TOKYO -- Japanese sportswear company Descente announced its opposition Thursday to what it called a "strong-arming" tender offer by its top shareholder, trading house Itochu, escalating their long-simmering tensions into a seldom-seen case of an attempted hostile takeover in Japan.
In a 13-page response to Itochu's tender offer revealed on Jan. 31, Descente said it had little recourse to defend itself.
The trading house's attempt to increase its stake is inconsiderate to shareholders as a whole, Descente director and managing executive officer Kenichi Tsujimoto told reporters in Osaka, with "only a certain number will be able to sell for the premium price." He urged shareholders to reject the offer.
Such possible defensive measures as a management buyout are not under consideration, Tsujimoto said. "We're hoping that as few people as possible" take Itochu's bait, he said.
An Itochu spokesperson said the trading house will "just proceed quietly and according to the rules" with its tender offer.
The trading house seeks to enlarge its interest in Descente to about 40% from just over 30% via an offer through March 14, paying 2,800 yen ($25.50) per share. The roughly 50% premium over the sportswear company's share price at the time is unusually high compared with typical tender offer premiums of around 30%.
Many market watchers view Itochu's offer as "clearly overpriced from a profit standpoint," as a Japanese securities analyst put it. Descente shares closed Thursday at 2,638 yen -- up 40% from when just before Itochu announced the bid.
The two companies have been at odds over Descente's exposure to the South Korean market, which accounts for about half its sales, as well as its overall direction.
Descente claimed in Thursday's announcement that it is "already implementing" management decisions suggested by Itochu. But it has not put forth a new strategy bold enough to change the minds of shareholders hoping to score Itochu's premium-boosted offer.
The hoped-for 40% stake would let Itochu vote down certain key management decisions but still fall short of an outright majority, meaning continued clashes even if the tender offer succeeds.
The next battleground will likely be the makeup of Descente's management structure -- a matter on which changes need approval from a shareholders meeting. The sportswear company has proposed that it have one internal and four external directors on its board, for five in all, a move it says will increase transparency. Itochu is weighing a proposal to have two directors each from Descente, Itochu and outside, for a total of six.
If the standoff continues, a proxy fight for a majority of shareholder support could develop. Itochu would likely be able to count on Chinese sportswear maker Anta Sports Products, which has deep ties with the trading house and holds a 7% stake in Descente through an asset manager -- enough to put Itochu within spitting distance of a majority vote if it reaches its 40% target.

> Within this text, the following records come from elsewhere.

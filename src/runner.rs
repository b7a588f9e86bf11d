//! The `dupfind` driver: resolve settings, enumerate a directory, run the
//! requested mode and print reports.

use std::io::{self, Write};
use std::path::PathBuf;
use std::sync::Arc;
use std::time::{Duration, Instant};

use anyhow::{bail, Context, Result};
use bytesize::ByteSize;
use serde::Serialize;

use crate::cli::{Cli, OutputFormat, RunMode};
use crate::config::Config;
use crate::duplicates::{DuplicateGroup, FinderConfig, ScanResult, Strategy};
use crate::error::ExitCode;
use crate::progress::Progress;
use crate::scanner::{Walker, WalkerConfig};
use crate::signal::{create_handler, install_handler, ShutdownHandler};

/// Effective settings after merging the config layers with CLI flags.
#[derive(Debug, Clone, PartialEq, Eq)]
pub struct Settings {
    /// Worker count handed to every `find` call
    pub workers: usize,
    /// Prefix signature length
    pub prefix_size: usize,
    /// Strategy for find mode
    pub strategy: Strategy,
    /// Repetitions per strategy in test mode
    pub times: u32,
    /// Follow symlinks during enumeration
    pub follow_symlinks: bool,
}

impl Settings {
    /// Overlay CLI flags on a loaded configuration.
    #[must_use]
    pub fn merge(config: Config, cli: &Cli) -> Self {
        Self {
            workers: cli.workers.unwrap_or(config.workers),
            prefix_size: cli.prefix_size.unwrap_or(config.prefix_size),
            strategy: cli.strategy.unwrap_or(config.strategy),
            times: cli.times.unwrap_or(config.bench_iterations).max(1),
            follow_symlinks: cli.follow_symlinks || config.follow_symlinks,
        }
    }

    /// Load the configuration named by `--config` (strictly) or the default
    /// one (leniently), then apply CLI flags.
    ///
    /// # Errors
    ///
    /// Fails if an explicit config file is missing or invalid.
    pub fn resolve(cli: &Cli) -> Result<Self> {
        let config = match &cli.config {
            Some(path) => {
                if !path.is_file() {
                    bail!("Configuration file not found: {}", path.display());
                }
                Config::try_load_from_path(path)
                    .with_context(|| format!("Failed to load configuration from {}", path.display()))?
            }
            None => Config::load(),
        };
        Ok(Self::merge(config, cli))
    }
}

/// Run the application with a process-wide Ctrl+C handler, printing to stdout.
///
/// # Errors
///
/// Returns an error for invalid configuration or an unusable root directory.
/// Per-file failures are part of the report, not errors.
pub fn run_app(cli: Cli) -> Result<ExitCode> {
    let handler = install_handler().unwrap_or_else(|e| {
        log::warn!("{}; Ctrl+C will not stop scans gracefully", e);
        create_handler()
    });
    let stdout = io::stdout();
    let mut out = stdout.lock();
    run_with_handler(&cli, &handler, &mut out)
}

/// Run the application against an explicit shutdown handler and writer.
///
/// # Errors
///
/// See [`run_app`].
pub fn run_with_handler(
    cli: &Cli,
    shutdown: &ShutdownHandler,
    out: &mut dyn Write,
) -> Result<ExitCode> {
    let settings = Settings::resolve(cli)?;
    log::debug!("Effective settings: {:?}", settings);

    let walker = Walker::new(
        &cli.path,
        WalkerConfig {
            follow_symlinks: settings.follow_symlinks,
            skip_hidden: false,
        },
    )
    .with_shutdown_flag(shutdown.get_flag());
    walker
        .validate()
        .with_context(|| format!("Cannot search {}", cli.path.display()))?;

    let (files, walk_errors) = walker.collect();
    if shutdown.is_shutdown_requested() {
        return Ok(ExitCode::Interrupted);
    }
    log::info!(
        "Found {} files under {} ({} unreadable entries)",
        files.len(),
        walker.root().display(),
        walk_errors.len()
    );

    let mut finder = FinderConfig::default()
        .with_prefix_size(settings.prefix_size)
        .with_shutdown_flag(shutdown.get_flag());

    let code = match cli.mode {
        RunMode::Find => {
            if !cli.quiet && cli.output == OutputFormat::Text {
                finder = finder.with_progress_callback(Arc::new(Progress::new(false)));
            }
            run_find(&files, &settings, finder, cli.output, out)?
        }
        RunMode::Compare => run_compare(&files, &settings, finder, cli.output, out)?,
        RunMode::Test => run_benchmark(&files, &settings, finder, out)?,
    };
    out.flush().context("Failed to flush output")?;

    if code == ExitCode::Success && !walk_errors.is_empty() {
        return Ok(ExitCode::PartialSuccess);
    }
    Ok(code)
}

/// One strategy run, as reported in JSON.
#[derive(Debug, Serialize)]
struct StrategyReport<'a> {
    strategy: Strategy,
    elapsed_ms: f64,
    result: &'a ScanResult,
}

fn timed_find(
    strategy: Strategy,
    files: &[PathBuf],
    settings: &Settings,
    finder: &FinderConfig,
) -> (ScanResult, Duration) {
    let detector = strategy.detector(finder.clone());
    let started = Instant::now();
    let result = detector.find(files, settings.workers);
    (result, started.elapsed())
}

fn run_find(
    files: &[PathBuf],
    settings: &Settings,
    finder: FinderConfig,
    output: OutputFormat,
    out: &mut dyn Write,
) -> Result<ExitCode> {
    let (result, elapsed) = timed_find(settings.strategy, files, settings, &finder);
    if result.interrupted {
        return Ok(ExitCode::Interrupted);
    }

    match output {
        OutputFormat::Text => write_report(out, settings.strategy, &result, elapsed)?,
        OutputFormat::Json => {
            let report = StrategyReport {
                strategy: settings.strategy,
                elapsed_ms: elapsed.as_secs_f64() * 1000.0,
                result: &result,
            };
            serde_json::to_writer_pretty(&mut *out, &report)
                .context("Failed to serialize report")?;
            writeln!(out)?;
        }
    }
    Ok(exit_code_for(&result))
}

fn run_compare(
    files: &[PathBuf],
    settings: &Settings,
    finder: FinderConfig,
    output: OutputFormat,
    out: &mut dyn Write,
) -> Result<ExitCode> {
    let mut runs = Vec::with_capacity(Strategy::ALL.len());
    for strategy in Strategy::ALL {
        let (result, elapsed) = timed_find(strategy, files, settings, &finder);
        if result.interrupted {
            return Ok(ExitCode::Interrupted);
        }
        runs.push((strategy, result, elapsed));
    }

    let reference = runs.last().map(|(_, r, _)| r.group_path_sets());
    let agree = runs
        .iter()
        .all(|(_, r, _)| Some(r.group_path_sets()) == reference);
    if !agree {
        log::error!("Strategies disagree on duplicate groups");
    }

    match output {
        OutputFormat::Text => {
            for (strategy, result, elapsed) in &runs {
                write_report(out, *strategy, result, *elapsed)?;
                writeln!(out)?;
            }
            writeln!(out, "Strategies agree: {}", if agree { "yes" } else { "NO" })?;
        }
        OutputFormat::Json => {
            let reports: Vec<StrategyReport<'_>> = runs
                .iter()
                .map(|(strategy, result, elapsed)| StrategyReport {
                    strategy: *strategy,
                    elapsed_ms: elapsed.as_secs_f64() * 1000.0,
                    result,
                })
                .collect();
            serde_json::to_writer_pretty(&mut *out, &reports)
                .context("Failed to serialize report")?;
            writeln!(out)?;
        }
    }

    if !agree {
        return Ok(ExitCode::GeneralError);
    }
    Ok(runs
        .last()
        .map_or(ExitCode::NoDuplicates, |(_, r, _)| exit_code_for(r)))
}

fn run_benchmark(
    files: &[PathBuf],
    settings: &Settings,
    finder: FinderConfig,
    out: &mut dyn Write,
) -> Result<ExitCode> {
    writeln!(
        out,
        "{:<14} {:>7} {:>7} {:>10} {:>14}",
        "strategy", "workers", "groups", "iterations", "mean"
    )?;

    let mut code = ExitCode::NoDuplicates;
    for strategy in Strategy::ALL {
        let mut total = Duration::ZERO;
        let mut groups = 0;
        for iteration in 1..=settings.times {
            let (result, elapsed) = timed_find(strategy, files, settings, &finder);
            if result.interrupted {
                return Ok(ExitCode::Interrupted);
            }
            log::debug!("{} iteration {}: {:.2?}", strategy, iteration, elapsed);
            total += elapsed;
            groups = result.duplicates.len();
            code = exit_code_for(&result);
        }

        writeln!(
            out,
            "{:<14} {:>7} {:>7} {:>10} {:>14.2?}",
            strategy.name(),
            settings.workers,
            groups,
            settings.times,
            total / settings.times
        )?;
    }
    Ok(code)
}

/// Exit code for a completed scan.
#[must_use]
pub fn exit_code_for(result: &ScanResult) -> ExitCode {
    if result.interrupted {
        ExitCode::Interrupted
    } else if !result.failed.is_empty() {
        ExitCode::PartialSuccess
    } else if result.has_duplicates() {
        ExitCode::Success
    } else {
        ExitCode::NoDuplicates
    }
}

fn write_group(out: &mut dyn Write, index: usize, group: &DuplicateGroup) -> io::Result<()> {
    let hex = group.signature_hex();
    writeln!(
        out,
        "Group {}: {} files of {} (blake3 {})",
        index,
        group.len(),
        ByteSize(group.size),
        &hex[..16]
    )?;
    if let Some(latest) = group.latest() {
        writeln!(out, "  Latest one: {}", latest.path.display())?;
    }
    for item in group.redundant() {
        writeln!(out, "    {}", item.path.display())?;
    }
    Ok(())
}

/// Print one strategy's groups, failures and counters.
///
/// # Errors
///
/// Returns any error from the writer.
pub fn write_report(
    out: &mut dyn Write,
    strategy: Strategy,
    result: &ScanResult,
    elapsed: Duration,
) -> io::Result<()> {
    writeln!(out, "== {} ({:.2?}) ==", strategy, elapsed)?;

    if result.duplicates.is_empty() {
        writeln!(out, "No duplicates found.")?;
    }
    for (i, group) in result.duplicates.iter().enumerate() {
        write_group(out, i + 1, group)?;
    }

    if !result.failed.is_empty() {
        writeln!(out, "Failed files ({}):", result.failed.len())?;
        for failure in &result.failed {
            writeln!(out, "  {}: {}", failure.path.display(), failure.error)?;
        }
    }

    writeln!(out, "TotalFiles: {}", result.total_files)?;
    writeln!(out, "TotalComparedFiles: {}", result.total_compared_files)?;
    writeln!(
        out,
        "TotalBytesInComparedFiles: {}",
        result.total_bytes_in_compared_files
    )?;
    writeln!(out, "TotalReadBytes: {}", result.total_read_bytes)?;
    writeln!(
        out,
        "Reclaimable: {} in {} redundant files",
        ByteSize(result.reclaimable_space()),
        result.duplicate_file_count()
    )
}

Though the combatants' hostilities over the tender offer and Descente's management structure will eventually end, serious contention over governance persists.
Descente said in Thursday's announcement that before 2013 -- when the sportswear maker installed a member of its founding family as president after a string of Itochu-appointed leaders -- the trading house had forced its way between Descente and clients in order to hit goals for expanding business between the two companies. It expressed opposition to having its management steered by Itochu.
Itochu, for its part, has said the sportswear maker's current leadership behaved improperly in launching a tie-up last year with underwear maker Wacoal Holdings without advance notice to directors from the trading house.